Novak is one who said he felt undue pressure from the Jaguars to stay inside the team's medical hierarchy for his treatment; Pittman said he has never encountered any problems with getting a second opinion -- which he has done a couple of times.

It's this disparity from team to team that has the NFLPA pushing for league-wide conformity.

"I think that would be a good thing," Cowher said. "When it's different from team to team, you open yourself up to criticism. Why don't you do that here when we do it that way at my last team? If you have a standard way of doing things, where everyone agrees the way it should be done, there won't be as many problems."

"How would that work?" Haslett asked. "That would be tough to do."

Jeff Novak might have never been forced to turn to the courts had his medical troubles been taken outside the building. When he eventually went to get a second opinion outside the team, it was too late. The treatment had done too much damage, he said. His career was soon over.

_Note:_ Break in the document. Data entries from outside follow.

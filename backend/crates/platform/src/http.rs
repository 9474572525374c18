//! JSON HTTP Client
//!
//! Thin wrapper over `reqwest` for talking to JSON services such as the auth
//! provider. Non-2xx answers are returned as responses, not errors, so callers
//! can read the provider's error body. No timeouts or retries are applied.

use reqwest::{Client, Method, StatusCode, header};
use serde::Serialize;
use serde::de::DeserializeOwned;
use thiserror::Error;

use crate::client::ClientInfo;

/// Errors raised before a usable response exists
#[derive(Debug, Error)]
pub enum HttpClientError {
    /// Client could not be built
    #[error("Invalid HTTP client configuration: {0}")]
    Config(String),

    /// Connection, TLS or protocol failure
    #[error("Request to {url} failed: {source}")]
    Transport {
        url: String,
        #[source]
        source: reqwest::Error,
    },

    /// Body was not the JSON we expected
    #[error("Failed to decode response from {url}: {message}")]
    Decode { url: String, message: String },
}

/// Buffered response
#[derive(Debug, Clone)]
pub struct JsonResponse {
    url: String,
    status: StatusCode,
    body: Vec<u8>,
}

impl JsonResponse {
    pub fn status(&self) -> StatusCode {
        self.status
    }

    pub fn is_success(&self) -> bool {
        self.status.is_success()
    }

    /// Decode the body as JSON
    pub fn json<T: DeserializeOwned>(&self) -> Result<T, HttpClientError> {
        serde_json::from_slice(&self.body).map_err(|e| HttpClientError::Decode {
            url: self.url.clone(),
            message: e.to_string(),
        })
    }

    /// Body as text (lossy)
    pub fn text(&self) -> String {
        String::from_utf8_lossy(&self.body).into_owned()
    }
}

/// JSON client bound to one base URL
#[derive(Debug, Clone)]
pub struct JsonClient {
    http: Client,
    base_url: String,
}

impl JsonClient {
    pub fn new(base_url: impl Into<String>, user_agent: &str) -> Result<Self, HttpClientError> {
        let http = Client::builder()
            .user_agent(user_agent)
            .build()
            .map_err(|e| HttpClientError::Config(e.to_string()))?;

        Ok(Self {
            http,
            base_url: base_url.into().trim_end_matches('/').to_string(),
        })
    }

    pub fn base_url(&self) -> &str {
        &self.base_url
    }

    /// POST a JSON body
    pub async fn post_json<B>(
        &self,
        path: &str,
        body: &B,
        bearer: Option<&str>,
        client: Option<&ClientInfo>,
    ) -> Result<JsonResponse, HttpClientError>
    where
        B: Serialize + ?Sized,
    {
        self.execute(Method::POST, path, Some(body), bearer, client)
            .await
    }

    /// POST without a body
    pub async fn post_empty(
        &self,
        path: &str,
        bearer: Option<&str>,
        client: Option<&ClientInfo>,
    ) -> Result<JsonResponse, HttpClientError> {
        self.execute::<()>(Method::POST, path, None, bearer, client)
            .await
    }

    pub async fn get(
        &self,
        path: &str,
        bearer: Option<&str>,
        client: Option<&ClientInfo>,
    ) -> Result<JsonResponse, HttpClientError> {
        self.execute::<()>(Method::GET, path, None, bearer, client)
            .await
    }

    async fn execute<B>(
        &self,
        method: Method,
        path: &str,
        body: Option<&B>,
        bearer: Option<&str>,
        client: Option<&ClientInfo>,
    ) -> Result<JsonResponse, HttpClientError>
    where
        B: Serialize + ?Sized,
    {
        let url = format!("{}/{}", self.base_url, path.trim_start_matches('/'));

        let mut request = self
            .http
            .request(method.clone(), &url)
            .header(header::ACCEPT, "application/json");

        if let Some(token) = bearer {
            request = request.bearer_auth(token);
        }
        if let Some(client) = client {
            if let Some(ip) = client.ip_string() {
                request = request.header("x-forwarded-for", ip);
            }
            if let Some(user_agent) = &client.user_agent {
                request = request.header(header::USER_AGENT, user_agent.as_str());
            }
        }
        if let Some(body) = body {
            request = request.json(body);
        }

        let response = request
            .send()
            .await
            .map_err(|source| HttpClientError::Transport {
                url: url.clone(),
                source,
            })?;

        let status = response.status();
        let body = response
            .bytes()
            .await
            .map_err(|source| HttpClientError::Transport {
                url: url.clone(),
                source,
            })?
            .to_vec();

        tracing::debug!(%method, %url, status = status.as_u16(), "HTTP call completed");

        Ok(JsonResponse { url, status, body })
    }
}

#[cfg(test)]
mod tests {
    use super::*;
    use serde_json::json;
    use wiremock::matchers::{body_json, header as header_eq, method, path};
    use wiremock::{Mock, MockServer, ResponseTemplate};

    #[tokio::test]
    async fn test_post_json_sends_body_bearer_and_client_headers() {
        let server = MockServer::start().await;
        Mock::given(method("POST"))
            .and(path("/api/things"))
            .and(header_eq("authorization", "Bearer tok-1"))
            .and(header_eq("x-forwarded-for", "203.0.113.9"))
            .and(header_eq("user-agent", "TestAgent/1.0"))
            .and(body_json(json!({ "a": 1 })))
            .respond_with(ResponseTemplate::new(200).set_body_json(json!({ "ok": true })))
            .expect(1)
            .mount(&server)
            .await;

        let client = JsonClient::new(format!("{}/", server.uri()), "portal-test").unwrap();
        let info = ClientInfo {
            ip: Some("203.0.113.9".parse().unwrap()),
            user_agent: Some("TestAgent/1.0".to_string()),
        };

        let response = client
            .post_json("/api/things", &json!({ "a": 1 }), Some("tok-1"), Some(&info))
            .await
            .unwrap();

        assert!(response.is_success());
        let value: serde_json::Value = response.json().unwrap();
        assert_eq!(value["ok"], true);
    }

    #[tokio::test]
    async fn test_error_status_is_a_response() {
        let server = MockServer::start().await;
        Mock::given(method("GET"))
            .and(path("/missing"))
            .respond_with(ResponseTemplate::new(404).set_body_string("nope"))
            .mount(&server)
            .await;

        let client = JsonClient::new(server.uri(), "portal-test").unwrap();
        let response = client.get("missing", None, None).await.unwrap();

        assert_eq!(response.status(), StatusCode::NOT_FOUND);
        assert_eq!(response.text(), "nope");
        assert!(matches!(
            response.json::<serde_json::Value>(),
            Err(HttpClientError::Decode { .. })
        ));
    }

    #[tokio::test]
    async fn test_unreachable_host_is_transport_error() {
        let port = {
            let listener = std::net::TcpListener::bind("127.0.0.1:0").unwrap();
            listener.local_addr().unwrap().port()
        };
        let client = JsonClient::new(format!("http://127.0.0.1:{port}"), "portal-test").unwrap();
        let result = client.post_empty("/x", None, None).await;
        assert!(matches!(result, Err(HttpClientError::Transport { .. })));
    }

    #[test]
    fn test_base_url_trailing_slash_trimmed() {
        let client = JsonClient::new("http://provider.local///", "portal-test").unwrap();
        assert_eq!(client.base_url(), "http://provider.local");
    }
}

And so he fought to right what he feels was a major wrong.

Life after football

A year after the hole in his leg ended his career, Novak asked his oldest son, Cade, if he wanted to play Pop Warner football.

"If you play football, you get holes in your leg, Daddy," Cade said.

"He was terrified," Novak said. "I had to convince him it was OK."

Cade did eventually play flag football, and Novak loved to spend those two hours on his feet watching his son enjoy the game he once made a living playing. It is pure, simple fun, the way Novak used to view football before his injury.

But the pain of standing on his feet quickly jars Novak back to the reality of football at its worst, when a simple bruise could have cost him his life and cost him the rest of his career.

"I haven't soured on football as a whole, just on how they handled him as a person," said his wife, Kim. "They cost him his career. They took that from him. And he's paying for it every day. The medical care wasn't right."

The question remains league-wide: Will it ever be?